On Thu, Aug 28, 2014 at 6:52 PM, John Packer <john.pack...@gmail.com> wrote:

>> For a street, there is no practical difference nowadays between "no"
>> and "unset", which is a smell for me. Either way means no.
>
> For the software? No, there isn't a difference.
> For the mapper?  Yes, there is a difference.

The mapper can't tell unset from no either today.

If unset mean unset (as in the hypothetical proposal I am outlining),
then it would mean something: I am gonna volunteer this value, this
value is unknown, etc. Problem is people at large are using unset to
mean no. So nowadays you can't tell.

>> Since nowadays NULL for a street means oneway=no a change in the
>> semantics would be still be possible as far as the database is
>> concerned.
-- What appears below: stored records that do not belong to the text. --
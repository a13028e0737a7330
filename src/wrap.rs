//! Text wrapping: prompt to bounded-width lines.

use crate::params::{MAX_CHARS_IN_LINE, MAX_LINES};
use crate::{Error, Result};

/// Lower-case and trim a raw prompt.
pub fn sanitize_prompt(prompt: &str) -> String {
    prompt.to_lowercase().trim().to_string()
}

/// Split a sanitized prompt into lines of at most [`MAX_CHARS_IN_LINE`]
/// characters.
///
/// Words are packed greedily: a word joins the current line only if
/// `len(line) + 1 + len(word) < MAX_CHARS_IN_LINE`. Words longer than a line
/// are hard-split into full-width chunks; the last chunk stays open so the
/// next word may still be packed after it. Lengths count `char`s.
///
/// Fails with [`Error::PromptTooLong`] when the result exceeds [`MAX_LINES`]
/// and with [`Error::EmptyPrompt`] when there is no word at all.
pub fn wrap_lines(prompt: &str) -> Result<Vec<String>> {
    let mut lines = Vec::new();
    let mut current: Option<String> = None;

    for word in prompt.split_whitespace() {
        current = Some(match current.take() {
            None => wrap_word(word, &mut lines),
            Some(mut line) => {
                let width = char_len(&line) + 1 + char_len(word);
                if width < MAX_CHARS_IN_LINE {
                    line.push(' ');
                    line.push_str(word);
                    line
                } else {
                    lines.push(line);
                    wrap_word(word, &mut lines)
                }
            }
        });
    }

    match current {
        Some(line) => lines.push(line),
        None => return Err(Error::EmptyPrompt),
    }

    if lines.len() > MAX_LINES {
        return Err(Error::PromptTooLong {
            lines: lines.len(),
            max: MAX_LINES,
        });
    }

    Ok(lines)
}

/// Push every full chunk of `word` to `lines` and return the final chunk,
/// which becomes the open line.
fn wrap_word(word: &str, lines: &mut Vec<String>) -> String {
    let chars: Vec<char> = word.chars().collect();
    let mut chunks = chars.chunks(MAX_CHARS_IN_LINE).peekable();
    while let Some(chunk) = chunks.next() {
        let chunk: String = chunk.iter().collect();
        if chunks.peek().is_none() {
            return chunk;
        }
        lines.push(chunk);
    }
    String::new()
}

pub(crate) fn char_len(s: &str) -> usize {
    s.chars().count()
}
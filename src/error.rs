//! Error types for the lettering compositor

use std::path::PathBuf;
use thiserror::Error;

/// Result type alias for compositor operations
pub type Result<T> = std::result::Result<T, Error>;

/// Coarse classification of an [`Error`], for callers that map failures to
/// responses (e.g. 4xx vs 5xx) without matching every variant.
#[derive(Debug, Clone, Copy, PartialEq, Eq)]
pub enum ErrorKind {
    /// The request itself is unacceptable (too long, empty)
    Validation,
    /// A character has no glyph in the catalog
    MissingAsset,
    /// The catalog could not be read or a glyph could not be decoded
    Io,
    /// Canvas allocation, encoding or configuration failure
    Internal,
}

/// Errors that can occur while rendering a letter
///
/// Every error aborts the whole render; no partial image is ever produced.
#[derive(Error, Debug)]
pub enum Error {
    /// The wrapped prompt has more lines than allowed
    #[error("Too long text: prompt wraps to {lines} lines (max {max})")]
    PromptTooLong { lines: usize, max: usize },

    /// Nothing left to draw after sanitizing the prompt
    #[error("Prompt is empty")]
    EmptyPrompt,

    /// The request could not be parsed
    #[error("Invalid request: {0}")]
    InvalidRequest(String),

    /// No catalog directory, or no matching image files, for a character
    #[error("No images for '{ch}' with char code '{code}' were found")]
    MissingAsset { ch: char, code: u32 },

    /// The catalog exists but could not be read
    #[error("Failed to read glyph catalog at {}: {source}", .path.display())]
    Io {
        path: PathBuf,
        #[source]
        source: std::io::Error,
    },

    /// A selected glyph file is not a usable image
    #[error("Failed to decode glyph image {}: {reason}", .path.display())]
    Decode { path: PathBuf, reason: String },

    /// Failed to allocate, composite or encode the canvas
    #[error("Rendering failed: {0}")]
    RenderError(String),

    /// Invalid configuration
    #[error("Invalid configuration: {0}")]
    ConfigError(String),
}

impl Error {
    pub fn missing_asset(ch: char) -> Self {
        Error::MissingAsset { ch, code: ch as u32 }
    }

    pub fn kind(&self) -> ErrorKind {
        match self {
            Error::PromptTooLong { .. } | Error::EmptyPrompt | Error::InvalidRequest(_) => {
                ErrorKind::Validation
            }
            Error::MissingAsset { .. } => ErrorKind::MissingAsset,
            Error::Io { .. } | Error::Decode { .. } => ErrorKind::Io,
            Error::RenderError(_) | Error::ConfigError(_) => ErrorKind::Internal,
        }
    }

    /// Whether the caller should be told to change the request rather than
    /// treat this as a server-side failure.
    pub fn is_client_error(&self) -> bool {
        matches!(self.kind(), ErrorKind::Validation | ErrorKind::MissingAsset)
    }
}
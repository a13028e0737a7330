//! Shared helpers: build throwaway glyph catalogs on disk.

#![allow(dead_code)]

use image::{ImageFormat, Rgba, RgbaImage};
use std::fs;
use std::path::Path;
use tempfile::TempDir;

/// A catalog directory holding one or more variants per character
pub struct TestCatalog {
    pub dir: TempDir,
}

impl TestCatalog {
    pub fn new() -> Self {
        Self {
            dir: tempfile::tempdir().expect("create temp catalog"),
        }
    }

    /// Catalog with `variants` solid dark glyphs for every char in `chars`
    pub fn with_chars(chars: &str, variants: usize) -> Self {
        let catalog = Self::new();
        for ch in chars.chars().filter(|c| *c != ' ') {
            for i in 0..variants {
                catalog.add_glyph(ch, &format!("{}.png", i), 8 + i as u32, 12);
            }
        }
        catalog
    }

    pub fn path(&self) -> &Path {
        self.dir.path()
    }

    pub fn char_dir(&self, ch: char) -> std::path::PathBuf {
        let dir = self.path().join((ch as u32).to_string());
        fs::create_dir_all(&dir).expect("create char dir");
        dir
    }

    pub fn add_glyph(&self, ch: char, file: &str, width: u32, height: u32) {
        let image = RgbaImage::from_pixel(width, height, Rgba([30, 30, 30, 255]));
        image
            .save_with_format(self.char_dir(ch).join(file), ImageFormat::Png)
            .expect("write glyph png");
    }

    pub fn add_file(&self, ch: char, file: &str, contents: &[u8]) {
        fs::write(self.char_dir(ch).join(file), contents).expect("write file");
    }
}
If you go today to the database and update all oneway
>> attributes for streets which are blank to "no", the meaning of the
>>
>> database is equivalent.
>
> Theorically speaking, yes, you could add oneway=no to every street, and get
> a functionally equivalent database (from the software's POV).
> But, in practice, people most likely wouldn't agree with that (this change
> would be reverted).

Wouldn't agree with the equivalence of the database, or with the patch
itself issuing a SQL statement?

Such a patch wouldn't make any sense unless it was part of a bigger
plan. I explained that only as a way to say as far as the database is
concerned the data is equivalent.

But for example, every single client software of OSM that is out of
control of OSM is assuming that contract. That's what I believe makes
a reset (no NULLs in the database) plus semantic change for NULLs
would not be possible. No way to synchronize all that client code
unless that was somehow coordinated as in a major upgrade.